Stored items:
-=-=-=-=-
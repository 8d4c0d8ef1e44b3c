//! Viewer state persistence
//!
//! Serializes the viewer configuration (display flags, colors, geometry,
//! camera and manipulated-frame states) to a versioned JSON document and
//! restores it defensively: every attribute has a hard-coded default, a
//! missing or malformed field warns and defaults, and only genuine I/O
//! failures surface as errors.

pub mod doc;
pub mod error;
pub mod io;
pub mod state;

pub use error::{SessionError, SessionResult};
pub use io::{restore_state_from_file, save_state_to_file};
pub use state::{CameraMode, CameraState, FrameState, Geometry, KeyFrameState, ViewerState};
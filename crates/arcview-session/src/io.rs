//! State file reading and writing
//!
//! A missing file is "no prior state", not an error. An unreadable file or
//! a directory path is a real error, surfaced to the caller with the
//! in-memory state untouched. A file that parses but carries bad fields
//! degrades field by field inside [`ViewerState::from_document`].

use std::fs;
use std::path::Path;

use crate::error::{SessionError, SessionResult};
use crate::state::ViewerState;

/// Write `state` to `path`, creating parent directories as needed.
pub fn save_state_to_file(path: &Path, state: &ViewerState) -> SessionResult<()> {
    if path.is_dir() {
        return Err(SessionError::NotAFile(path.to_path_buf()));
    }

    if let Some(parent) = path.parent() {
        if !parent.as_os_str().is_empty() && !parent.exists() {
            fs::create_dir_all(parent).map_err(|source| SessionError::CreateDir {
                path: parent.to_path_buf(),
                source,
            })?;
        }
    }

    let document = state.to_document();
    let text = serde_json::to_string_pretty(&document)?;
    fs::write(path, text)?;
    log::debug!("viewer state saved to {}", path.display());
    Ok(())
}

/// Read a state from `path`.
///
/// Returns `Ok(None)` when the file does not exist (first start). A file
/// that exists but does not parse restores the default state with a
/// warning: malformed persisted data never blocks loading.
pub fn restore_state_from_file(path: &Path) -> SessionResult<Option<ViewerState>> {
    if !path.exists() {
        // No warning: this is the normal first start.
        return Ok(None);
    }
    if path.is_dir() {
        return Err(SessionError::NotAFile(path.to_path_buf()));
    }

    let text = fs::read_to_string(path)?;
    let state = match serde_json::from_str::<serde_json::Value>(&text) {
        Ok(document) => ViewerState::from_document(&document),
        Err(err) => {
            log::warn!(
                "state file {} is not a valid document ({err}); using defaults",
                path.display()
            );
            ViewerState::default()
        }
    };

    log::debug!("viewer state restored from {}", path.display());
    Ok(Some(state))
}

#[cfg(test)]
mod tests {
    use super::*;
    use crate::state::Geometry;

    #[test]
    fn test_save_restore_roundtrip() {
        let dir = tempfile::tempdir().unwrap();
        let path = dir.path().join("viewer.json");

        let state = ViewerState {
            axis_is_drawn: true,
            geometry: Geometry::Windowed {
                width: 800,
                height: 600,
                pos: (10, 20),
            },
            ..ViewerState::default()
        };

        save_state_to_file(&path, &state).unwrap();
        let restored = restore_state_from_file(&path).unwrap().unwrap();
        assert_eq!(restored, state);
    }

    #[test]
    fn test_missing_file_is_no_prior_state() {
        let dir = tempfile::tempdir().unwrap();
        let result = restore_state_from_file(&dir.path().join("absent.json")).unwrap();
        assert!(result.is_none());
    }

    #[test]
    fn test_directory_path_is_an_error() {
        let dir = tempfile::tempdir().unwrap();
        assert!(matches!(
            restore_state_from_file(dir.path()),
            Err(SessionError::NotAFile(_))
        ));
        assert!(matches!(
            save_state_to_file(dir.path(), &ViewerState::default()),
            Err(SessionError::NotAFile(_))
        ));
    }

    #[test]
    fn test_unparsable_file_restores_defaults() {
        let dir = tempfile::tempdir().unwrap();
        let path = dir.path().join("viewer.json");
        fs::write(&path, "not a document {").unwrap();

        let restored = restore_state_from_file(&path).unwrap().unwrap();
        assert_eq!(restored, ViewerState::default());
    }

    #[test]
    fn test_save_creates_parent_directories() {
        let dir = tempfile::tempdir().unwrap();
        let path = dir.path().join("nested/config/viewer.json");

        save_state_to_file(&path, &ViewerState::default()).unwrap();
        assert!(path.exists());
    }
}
-=-=-=-=-
**Brief**
Could you find every line in the records above that contains the word "text" and copy it?

**Solution for this exercise**
    let text = serde_json::to_string_pretty(&document)?;
    fs::write(path, text)?;
    let text = fs::read_to_string(path)?;
    let state = match serde_json::from_str::<serde_json::Value>(&text) {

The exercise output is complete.